EXERCISE AIM:
Reproduce all the entries precisely.

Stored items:
══════
//! Data models for parsed feeds and aggregated articles.
//!
//! This module defines the core data structures used throughout the application:
//! - [`Feed`] / [`FeedItem`]: a parsed RSS/Atom document, as returned by a feed parser
//! - [`Article`]: one aggregated news item, carrying both translated and original text
//! - [`CountryNews`]: the result of one aggregation run, as written by the output layer
//! - [`FeedProbe`]: a short validation summary of a single feed URL
//!
//! Articles serialize with camelCase keys (`originalTitle`, `originalDescription`)
//! to match what the news panel frontend consumes.

use serde::{Deserialize, Serialize};

/// A parsed feed document.
#[derive(Debug, Clone, Default, PartialEq)]
pub struct Feed {
    /// The feed's channel title, used as the article source.
    pub title: String,
    /// Items in the order the feed publishes them.
    pub items: Vec<FeedItem>,
}

/// One entry of a parsed feed.
#[derive(Debug, Clone, Default, PartialEq)]
pub struct FeedItem {
    pub title: String,
    pub link: String,
    /// Plain-text description; empty when the feed has none.
    pub description: String,
    /// Publication time as supplied by the source; empty when absent.
    pub published: String,
}

/// A news article ready to be served.
///
/// `original_title` and `original_description` always hold the text as the
/// feed published it. `title` and `description` hold the translated text when
/// translation was applied, otherwise they equal the originals.
#[derive(Debug, Clone, PartialEq, Eq, Deserialize, Serialize)]
#[serde(rename_all = "camelCase")]
pub struct Article {
    pub title: String,
    pub original_title: String,
    pub link: String,
    #[serde(default, skip_serializing_if = "String::is_empty")]
    pub description: String,
    #[serde(default, skip_serializing_if = "String::is_empty")]
    pub original_description: String,
    #[serde(default, skip_serializing_if = "String::is_empty")]
    pub published: String,
    /// Title of the feed the article came from.
    pub source: String,
}

impl Article {
    /// Build an untranslated article from a feed item.
    pub fn from_item(item: &FeedItem, source: &str) -> Self {
        Self {
            title: item.title.clone(),
            original_title: item.title.clone(),
            link: item.link.clone(),
            description: item.description.clone(),
            original_description: item.description.clone(),
            published: item.published.clone(),
            source: source.to_string(),
        }
    }

    /// Build an article whose display text differs from the original.
    pub fn translated(item: &FeedItem, source: &str, title: String, description: String) -> Self {
        Self {
            title,
            description,
            ..Self::from_item(item, source)
        }
    }

    /// Whether the display text differs from what the feed published.
    pub fn is_translated(&self) -> bool {
        self.title != self.original_title || self.description != self.original_description
    }
}

/// The articles aggregated for one country in one run.
#[derive(Debug, Clone, Deserialize, Serialize)]
pub struct CountryNews {
    /// ISO 3166-1 alpha-2 country code.
    pub country: String,
    /// RFC 3339 UTC timestamp of the aggregation.
    pub fetched_at: String,
    /// Whether translation was requested for this run.
    pub translated: bool,
    pub articles: Vec<Article>,
}

/// Summary of a feed URL check.
#[derive(Debug, Clone, PartialEq, Deserialize, Serialize)]
#[serde(rename_all = "camelCase")]
pub struct FeedProbe {
    pub valid: bool,
    /// The feed's title.
    pub source: String,
    /// Number of items the feed currently publishes.
    pub articles: usize,
    #[serde(skip_serializing_if = "Option::is_none")]
    pub first_item_title: Option<String>,
}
══════
TASK RESPONSE:
//! Data models for parsed feeds and aggregated articles.
//!
//! This module defines the core data structures used throughout the application:
//! - [`Feed`] / [`FeedItem`]: a parsed RSS/Atom document, as returned by a feed parser
//! - [`Article`]: one aggregated news item, carrying both translated and original text
//! - [`CountryNews`]: the result of one aggregation run, as written by the output layer
//! - [`FeedProbe`]: a short validation summary of a single feed URL
//!
//! Articles serialize with camelCase keys (`originalTitle`, `originalDescription`)
//! to match what the news panel frontend consumes.

use serde::{Deserialize, Serialize};

/// A parsed feed document.
#[derive(Debug, Clone, Default, PartialEq)]
pub struct Feed {
    /// The feed's channel title, used as the article source.
    pub title: String,
    /// Items in the order the feed publishes them.
    pub items: Vec<FeedItem>,
}

/// One entry of a parsed feed.
#[derive(Debug, Clone, Default, PartialEq)]
pub struct FeedItem {
    pub title: String,
    pub link: String,
    /// Plain-text description; empty when the feed has none.
    pub description: String,
    /// Publication time as supplied by the source; empty when absent.
    pub published: String,
}

/// A news article ready to be served.
///
/// `original_title` and `original_description` always hold the text as the
/// feed published it. `title` and `description` hold the translated text when
/// translation was applied, otherwise they equal the originals.
#[derive(Debug, Clone, PartialEq, Eq, Deserialize, Serialize)]
#[serde(rename_all = "camelCase")]
pub struct Article {
    pub title: String,
    pub original_title: String,
    pub link: String,
    #[serde(default, skip_serializing_if = "String::is_empty")]
    pub description: String,
    #[serde(default, skip_serializing_if = "String::is_empty")]
    pub original_description: String,
    #[serde(default, skip_serializing_if = "String::is_empty")]
    pub published: String,
    /// Title of the feed the article came from.
    pub source: String,
}

impl Article {
    /// Build an untranslated article from a feed item.
    pub fn from_item(item: &FeedItem, source: &str) -> Self {
        Self {
            title: item.title.clone(),
            original_title: item.title.clone(),
            link: item.link.clone(),
            description: item.description.clone(),
            original_description: item.description.clone(),
            published: item.published.clone(),
            source: source.to_string(),
        }
    }

    /// Build an article whose display text differs from the original.
    pub fn translated(item: &FeedItem, source: &str, title: String, description: String) -> Self {
        Self {
            title,
            description,
            ..Self::from_item(item, source)
        }
    }

    /// Whether the display text differs from what the feed published.
    pub fn is_translated(&self) -> bool {
        self.title != self.original_title || self.description != self.original_description
    }
}

/// The articles aggregated for one country in one run.
#[derive(Debug, Clone, Deserialize, Serialize)]
pub struct CountryNews {
    /// ISO 3166-1 alpha-2 country code.
    pub country: String,
    /// RFC 3339 UTC timestamp of the aggregation.
    pub fetched_at: String,
    /// Whether translation was requested for this run.
    pub translated: bool,
    pub articles: Vec<Article>,
}

/// Summary of a feed URL check.
#[derive(Debug, Clone, PartialEq, Deserialize, Serialize)]
#[serde(rename_all = "camelCase")]
pub struct FeedProbe {
    pub valid: bool,
    /// The feed's title.
    pub source: String,
    /// Number of items the feed currently publishes.
    pub articles: usize,
    #[serde(skip_serializing_if = "Option::is_none")]
    pub first_item_title: Option<String>,
}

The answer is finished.